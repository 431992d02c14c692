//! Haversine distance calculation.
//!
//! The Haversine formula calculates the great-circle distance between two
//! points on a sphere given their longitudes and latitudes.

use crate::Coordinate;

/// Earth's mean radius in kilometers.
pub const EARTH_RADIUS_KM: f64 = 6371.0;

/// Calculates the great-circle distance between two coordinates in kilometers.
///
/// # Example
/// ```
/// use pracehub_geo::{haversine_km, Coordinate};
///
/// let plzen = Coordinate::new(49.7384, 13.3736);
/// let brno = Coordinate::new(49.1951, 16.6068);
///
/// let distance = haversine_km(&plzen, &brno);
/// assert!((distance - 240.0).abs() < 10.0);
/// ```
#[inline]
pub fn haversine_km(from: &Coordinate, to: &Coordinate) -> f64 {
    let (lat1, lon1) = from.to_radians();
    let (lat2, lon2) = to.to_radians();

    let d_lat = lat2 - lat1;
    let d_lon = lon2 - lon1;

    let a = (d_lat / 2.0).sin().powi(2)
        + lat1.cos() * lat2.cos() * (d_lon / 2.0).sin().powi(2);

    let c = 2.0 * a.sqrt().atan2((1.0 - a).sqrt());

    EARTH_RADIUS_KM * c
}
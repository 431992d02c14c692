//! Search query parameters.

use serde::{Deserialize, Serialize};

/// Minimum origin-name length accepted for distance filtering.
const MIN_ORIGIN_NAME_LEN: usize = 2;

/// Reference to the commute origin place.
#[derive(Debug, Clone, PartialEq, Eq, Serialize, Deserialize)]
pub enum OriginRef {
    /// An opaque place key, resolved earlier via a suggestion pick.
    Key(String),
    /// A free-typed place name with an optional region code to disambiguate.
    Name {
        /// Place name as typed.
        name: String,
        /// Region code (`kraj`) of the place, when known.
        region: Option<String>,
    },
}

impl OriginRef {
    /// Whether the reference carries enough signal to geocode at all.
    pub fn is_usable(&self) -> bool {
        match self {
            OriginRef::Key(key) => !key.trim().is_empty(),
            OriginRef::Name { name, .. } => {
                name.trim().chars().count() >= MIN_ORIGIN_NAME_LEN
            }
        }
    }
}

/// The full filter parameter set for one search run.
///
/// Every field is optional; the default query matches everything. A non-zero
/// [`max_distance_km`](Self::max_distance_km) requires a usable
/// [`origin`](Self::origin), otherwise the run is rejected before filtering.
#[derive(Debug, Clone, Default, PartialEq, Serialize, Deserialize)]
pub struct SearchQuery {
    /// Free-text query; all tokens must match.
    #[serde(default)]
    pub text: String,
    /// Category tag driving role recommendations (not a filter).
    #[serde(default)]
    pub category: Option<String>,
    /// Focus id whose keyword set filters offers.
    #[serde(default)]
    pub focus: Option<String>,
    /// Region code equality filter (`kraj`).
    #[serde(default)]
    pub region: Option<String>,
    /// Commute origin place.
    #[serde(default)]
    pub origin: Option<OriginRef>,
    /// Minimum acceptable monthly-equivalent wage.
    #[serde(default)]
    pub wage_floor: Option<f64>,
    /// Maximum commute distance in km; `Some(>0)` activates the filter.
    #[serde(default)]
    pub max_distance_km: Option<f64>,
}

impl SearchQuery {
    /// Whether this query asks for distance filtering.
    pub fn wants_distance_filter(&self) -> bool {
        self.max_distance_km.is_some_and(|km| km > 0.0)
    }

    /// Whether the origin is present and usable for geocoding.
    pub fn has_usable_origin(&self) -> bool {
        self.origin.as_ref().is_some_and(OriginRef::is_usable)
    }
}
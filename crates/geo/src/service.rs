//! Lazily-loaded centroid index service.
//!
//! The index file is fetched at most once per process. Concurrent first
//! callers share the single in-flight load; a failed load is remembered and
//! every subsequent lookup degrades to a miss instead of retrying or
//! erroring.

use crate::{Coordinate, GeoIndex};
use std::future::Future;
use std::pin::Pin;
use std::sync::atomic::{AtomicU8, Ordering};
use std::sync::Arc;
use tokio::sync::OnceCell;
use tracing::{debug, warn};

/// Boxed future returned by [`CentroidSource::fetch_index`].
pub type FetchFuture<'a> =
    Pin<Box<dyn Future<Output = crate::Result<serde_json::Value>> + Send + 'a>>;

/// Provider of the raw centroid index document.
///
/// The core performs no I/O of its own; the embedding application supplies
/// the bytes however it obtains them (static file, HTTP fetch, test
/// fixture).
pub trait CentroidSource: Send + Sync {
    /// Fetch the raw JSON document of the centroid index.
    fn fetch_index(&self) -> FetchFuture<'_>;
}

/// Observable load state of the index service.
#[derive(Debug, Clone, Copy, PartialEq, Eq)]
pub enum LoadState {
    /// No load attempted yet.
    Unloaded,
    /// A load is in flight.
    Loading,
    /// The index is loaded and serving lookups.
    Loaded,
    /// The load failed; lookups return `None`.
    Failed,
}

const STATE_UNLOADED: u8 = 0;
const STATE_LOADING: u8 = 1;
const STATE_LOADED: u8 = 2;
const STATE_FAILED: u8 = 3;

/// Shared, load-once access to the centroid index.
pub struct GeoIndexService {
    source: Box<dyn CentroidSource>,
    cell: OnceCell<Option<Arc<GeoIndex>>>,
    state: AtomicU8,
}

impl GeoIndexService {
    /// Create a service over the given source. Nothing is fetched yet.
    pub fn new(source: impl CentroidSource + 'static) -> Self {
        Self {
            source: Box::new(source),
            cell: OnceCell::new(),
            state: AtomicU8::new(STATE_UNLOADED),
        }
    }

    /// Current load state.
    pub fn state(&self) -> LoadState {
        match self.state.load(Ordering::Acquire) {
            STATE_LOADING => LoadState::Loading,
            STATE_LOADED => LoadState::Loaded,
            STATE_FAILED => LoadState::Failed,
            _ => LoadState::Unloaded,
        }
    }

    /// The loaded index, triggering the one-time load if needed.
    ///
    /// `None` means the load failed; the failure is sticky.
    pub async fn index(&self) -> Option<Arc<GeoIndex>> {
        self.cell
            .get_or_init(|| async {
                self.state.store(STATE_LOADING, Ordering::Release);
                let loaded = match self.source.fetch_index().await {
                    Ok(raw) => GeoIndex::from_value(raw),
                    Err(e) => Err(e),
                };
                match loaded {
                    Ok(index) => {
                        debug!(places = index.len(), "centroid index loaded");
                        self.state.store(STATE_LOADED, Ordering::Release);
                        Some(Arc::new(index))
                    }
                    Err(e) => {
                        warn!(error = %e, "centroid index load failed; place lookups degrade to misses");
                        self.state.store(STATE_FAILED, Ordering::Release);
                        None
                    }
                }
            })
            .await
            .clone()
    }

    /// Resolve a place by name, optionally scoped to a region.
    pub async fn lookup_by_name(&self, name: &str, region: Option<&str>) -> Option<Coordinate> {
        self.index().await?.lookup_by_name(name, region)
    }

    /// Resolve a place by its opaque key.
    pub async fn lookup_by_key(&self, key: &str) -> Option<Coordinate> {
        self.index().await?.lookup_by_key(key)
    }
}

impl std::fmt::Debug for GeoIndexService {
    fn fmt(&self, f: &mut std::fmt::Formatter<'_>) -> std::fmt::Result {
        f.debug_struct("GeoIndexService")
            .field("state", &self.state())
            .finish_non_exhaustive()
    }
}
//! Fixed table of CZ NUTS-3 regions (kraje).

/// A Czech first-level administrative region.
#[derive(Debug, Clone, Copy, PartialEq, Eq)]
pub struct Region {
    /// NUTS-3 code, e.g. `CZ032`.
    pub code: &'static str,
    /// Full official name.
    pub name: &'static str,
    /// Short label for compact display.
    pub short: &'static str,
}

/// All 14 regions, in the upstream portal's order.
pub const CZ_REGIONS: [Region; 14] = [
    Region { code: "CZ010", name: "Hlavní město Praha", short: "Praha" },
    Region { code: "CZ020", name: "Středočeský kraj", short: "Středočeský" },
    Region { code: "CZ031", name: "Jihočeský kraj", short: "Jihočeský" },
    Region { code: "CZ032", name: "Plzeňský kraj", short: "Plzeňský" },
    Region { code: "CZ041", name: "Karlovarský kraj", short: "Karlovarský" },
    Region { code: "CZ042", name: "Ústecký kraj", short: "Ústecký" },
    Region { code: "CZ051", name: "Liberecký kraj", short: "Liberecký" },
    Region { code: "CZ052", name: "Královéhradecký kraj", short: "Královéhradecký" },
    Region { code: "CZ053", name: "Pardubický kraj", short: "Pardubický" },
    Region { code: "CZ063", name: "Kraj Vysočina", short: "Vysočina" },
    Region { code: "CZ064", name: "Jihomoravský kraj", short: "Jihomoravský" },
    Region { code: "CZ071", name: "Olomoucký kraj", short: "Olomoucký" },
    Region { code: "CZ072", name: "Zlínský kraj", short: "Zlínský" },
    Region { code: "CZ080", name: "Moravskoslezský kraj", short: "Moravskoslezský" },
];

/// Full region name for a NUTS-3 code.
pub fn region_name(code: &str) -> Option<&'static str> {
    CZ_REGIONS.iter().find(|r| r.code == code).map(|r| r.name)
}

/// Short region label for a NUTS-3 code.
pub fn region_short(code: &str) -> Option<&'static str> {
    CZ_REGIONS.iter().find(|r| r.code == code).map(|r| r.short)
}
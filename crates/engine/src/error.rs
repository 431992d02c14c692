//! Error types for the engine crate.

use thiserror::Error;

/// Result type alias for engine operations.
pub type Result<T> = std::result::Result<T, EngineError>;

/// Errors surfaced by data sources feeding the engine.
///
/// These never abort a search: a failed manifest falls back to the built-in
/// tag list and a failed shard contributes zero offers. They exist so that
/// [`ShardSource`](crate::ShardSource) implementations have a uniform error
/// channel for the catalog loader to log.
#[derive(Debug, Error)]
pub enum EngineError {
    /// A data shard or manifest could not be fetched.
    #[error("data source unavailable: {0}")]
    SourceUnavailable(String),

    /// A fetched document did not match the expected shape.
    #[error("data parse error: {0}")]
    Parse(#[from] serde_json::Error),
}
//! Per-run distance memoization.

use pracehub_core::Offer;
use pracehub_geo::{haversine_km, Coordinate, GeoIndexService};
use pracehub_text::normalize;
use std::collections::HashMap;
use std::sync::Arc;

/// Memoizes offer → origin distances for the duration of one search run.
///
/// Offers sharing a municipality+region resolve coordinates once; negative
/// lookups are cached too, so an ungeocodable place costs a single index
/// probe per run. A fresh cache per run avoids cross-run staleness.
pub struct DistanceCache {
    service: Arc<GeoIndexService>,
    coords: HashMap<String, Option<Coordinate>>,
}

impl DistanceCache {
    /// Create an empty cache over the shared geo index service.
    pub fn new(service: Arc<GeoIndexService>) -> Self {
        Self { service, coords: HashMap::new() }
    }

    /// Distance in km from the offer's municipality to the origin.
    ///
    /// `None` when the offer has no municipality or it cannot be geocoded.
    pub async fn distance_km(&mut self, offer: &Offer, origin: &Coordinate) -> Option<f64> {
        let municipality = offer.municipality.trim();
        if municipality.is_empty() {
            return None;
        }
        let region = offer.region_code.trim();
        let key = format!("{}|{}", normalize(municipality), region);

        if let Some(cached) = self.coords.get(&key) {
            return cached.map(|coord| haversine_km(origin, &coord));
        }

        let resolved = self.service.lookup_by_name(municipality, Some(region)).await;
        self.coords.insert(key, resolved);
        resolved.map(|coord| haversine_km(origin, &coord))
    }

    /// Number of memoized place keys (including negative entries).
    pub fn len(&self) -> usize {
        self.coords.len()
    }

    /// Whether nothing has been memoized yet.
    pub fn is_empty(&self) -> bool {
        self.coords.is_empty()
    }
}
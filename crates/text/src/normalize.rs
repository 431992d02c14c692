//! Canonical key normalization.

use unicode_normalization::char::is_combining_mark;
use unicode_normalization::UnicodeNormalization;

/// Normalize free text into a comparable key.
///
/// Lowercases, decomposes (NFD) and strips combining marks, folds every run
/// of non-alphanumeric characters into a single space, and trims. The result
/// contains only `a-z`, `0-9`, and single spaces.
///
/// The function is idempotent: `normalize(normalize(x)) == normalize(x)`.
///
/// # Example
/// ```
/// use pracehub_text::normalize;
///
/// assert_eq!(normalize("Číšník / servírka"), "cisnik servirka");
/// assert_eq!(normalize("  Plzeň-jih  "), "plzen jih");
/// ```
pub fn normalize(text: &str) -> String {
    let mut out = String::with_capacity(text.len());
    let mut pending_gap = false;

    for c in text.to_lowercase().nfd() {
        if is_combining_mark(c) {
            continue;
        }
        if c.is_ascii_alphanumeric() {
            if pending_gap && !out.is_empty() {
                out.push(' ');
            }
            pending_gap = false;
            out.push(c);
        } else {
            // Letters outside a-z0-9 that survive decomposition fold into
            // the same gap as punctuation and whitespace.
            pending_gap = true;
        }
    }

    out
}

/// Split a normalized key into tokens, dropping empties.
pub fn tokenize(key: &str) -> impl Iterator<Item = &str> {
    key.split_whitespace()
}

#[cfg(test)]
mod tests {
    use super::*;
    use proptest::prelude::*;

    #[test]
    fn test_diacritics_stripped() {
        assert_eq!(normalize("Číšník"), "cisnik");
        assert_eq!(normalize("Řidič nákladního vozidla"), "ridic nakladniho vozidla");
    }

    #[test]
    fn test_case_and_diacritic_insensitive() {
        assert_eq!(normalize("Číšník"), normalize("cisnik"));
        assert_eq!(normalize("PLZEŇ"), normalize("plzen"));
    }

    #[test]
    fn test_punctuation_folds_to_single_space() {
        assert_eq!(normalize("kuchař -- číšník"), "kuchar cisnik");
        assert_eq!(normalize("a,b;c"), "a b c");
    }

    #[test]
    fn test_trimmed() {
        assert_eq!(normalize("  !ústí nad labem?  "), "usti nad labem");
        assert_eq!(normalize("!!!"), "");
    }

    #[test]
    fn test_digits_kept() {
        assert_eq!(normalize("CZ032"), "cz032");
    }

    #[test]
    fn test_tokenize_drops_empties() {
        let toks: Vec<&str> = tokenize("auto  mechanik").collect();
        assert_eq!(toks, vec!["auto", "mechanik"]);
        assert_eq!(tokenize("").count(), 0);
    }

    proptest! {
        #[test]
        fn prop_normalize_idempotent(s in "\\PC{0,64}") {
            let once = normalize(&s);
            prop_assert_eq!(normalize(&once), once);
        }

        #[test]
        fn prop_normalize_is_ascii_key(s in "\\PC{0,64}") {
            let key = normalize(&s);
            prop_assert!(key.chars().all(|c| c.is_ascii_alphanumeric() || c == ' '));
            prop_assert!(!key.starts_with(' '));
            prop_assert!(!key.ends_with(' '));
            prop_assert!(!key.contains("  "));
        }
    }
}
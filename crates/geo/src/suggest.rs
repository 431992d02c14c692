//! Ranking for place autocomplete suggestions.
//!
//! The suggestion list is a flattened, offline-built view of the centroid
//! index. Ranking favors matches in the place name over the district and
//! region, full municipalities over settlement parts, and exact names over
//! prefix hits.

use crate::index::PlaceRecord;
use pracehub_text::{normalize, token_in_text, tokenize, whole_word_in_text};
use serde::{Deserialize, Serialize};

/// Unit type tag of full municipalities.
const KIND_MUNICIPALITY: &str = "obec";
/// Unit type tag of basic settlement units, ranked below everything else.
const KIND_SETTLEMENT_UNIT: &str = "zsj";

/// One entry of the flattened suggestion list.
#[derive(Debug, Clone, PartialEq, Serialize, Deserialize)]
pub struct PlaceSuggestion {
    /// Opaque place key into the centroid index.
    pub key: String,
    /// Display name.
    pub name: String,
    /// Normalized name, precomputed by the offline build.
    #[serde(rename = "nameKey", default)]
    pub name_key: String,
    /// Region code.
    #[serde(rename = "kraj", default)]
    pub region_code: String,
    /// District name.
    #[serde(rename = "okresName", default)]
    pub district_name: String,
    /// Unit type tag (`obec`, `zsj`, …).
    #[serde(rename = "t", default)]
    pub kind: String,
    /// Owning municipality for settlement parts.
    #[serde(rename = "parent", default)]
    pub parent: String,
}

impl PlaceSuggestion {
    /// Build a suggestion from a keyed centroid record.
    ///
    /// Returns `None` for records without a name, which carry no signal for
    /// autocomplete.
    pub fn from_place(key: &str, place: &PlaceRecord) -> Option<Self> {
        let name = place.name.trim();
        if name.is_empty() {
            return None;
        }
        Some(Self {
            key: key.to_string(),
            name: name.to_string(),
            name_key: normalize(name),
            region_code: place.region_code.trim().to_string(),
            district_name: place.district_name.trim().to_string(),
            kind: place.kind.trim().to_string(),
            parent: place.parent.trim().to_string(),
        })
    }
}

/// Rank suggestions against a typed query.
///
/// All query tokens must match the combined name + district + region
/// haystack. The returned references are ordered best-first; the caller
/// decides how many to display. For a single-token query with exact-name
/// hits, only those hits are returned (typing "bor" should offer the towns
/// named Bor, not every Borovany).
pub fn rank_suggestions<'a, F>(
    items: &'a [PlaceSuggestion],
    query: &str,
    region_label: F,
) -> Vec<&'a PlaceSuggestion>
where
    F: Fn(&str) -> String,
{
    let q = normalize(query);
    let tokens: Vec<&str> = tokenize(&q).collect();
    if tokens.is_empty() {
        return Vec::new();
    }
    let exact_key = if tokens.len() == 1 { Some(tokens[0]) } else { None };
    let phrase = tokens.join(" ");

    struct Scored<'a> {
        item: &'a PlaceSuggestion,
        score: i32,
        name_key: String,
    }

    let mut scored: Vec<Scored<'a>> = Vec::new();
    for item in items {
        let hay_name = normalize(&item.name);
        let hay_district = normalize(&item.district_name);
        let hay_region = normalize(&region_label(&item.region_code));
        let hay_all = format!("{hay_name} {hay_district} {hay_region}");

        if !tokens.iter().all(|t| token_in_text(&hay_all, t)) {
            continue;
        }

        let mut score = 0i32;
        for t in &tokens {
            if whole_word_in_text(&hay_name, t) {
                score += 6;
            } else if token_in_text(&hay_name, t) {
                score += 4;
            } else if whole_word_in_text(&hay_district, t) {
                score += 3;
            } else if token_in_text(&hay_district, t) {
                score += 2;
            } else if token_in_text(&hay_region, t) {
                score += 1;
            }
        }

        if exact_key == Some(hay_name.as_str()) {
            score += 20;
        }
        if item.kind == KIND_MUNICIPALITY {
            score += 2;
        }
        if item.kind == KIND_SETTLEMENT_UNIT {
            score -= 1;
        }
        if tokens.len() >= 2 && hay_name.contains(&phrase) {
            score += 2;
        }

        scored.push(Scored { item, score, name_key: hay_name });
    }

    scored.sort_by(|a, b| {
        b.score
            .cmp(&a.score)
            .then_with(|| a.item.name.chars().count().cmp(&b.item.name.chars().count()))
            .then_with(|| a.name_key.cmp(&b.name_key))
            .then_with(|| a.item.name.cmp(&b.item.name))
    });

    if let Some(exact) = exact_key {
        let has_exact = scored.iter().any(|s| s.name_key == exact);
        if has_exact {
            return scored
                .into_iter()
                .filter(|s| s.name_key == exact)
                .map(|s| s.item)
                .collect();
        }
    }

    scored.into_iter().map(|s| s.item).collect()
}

--

| WHAT IS EXPECTED |
Whenever a line in the records contains the word "PlaceSuggestion", copy that line.

| COMPLETED EXERCISE |
pub struct PlaceSuggestion {
impl PlaceSuggestion {
    items: &'a [PlaceSuggestion],
) -> Vec<&'a PlaceSuggestion>
        item: &'a PlaceSuggestion,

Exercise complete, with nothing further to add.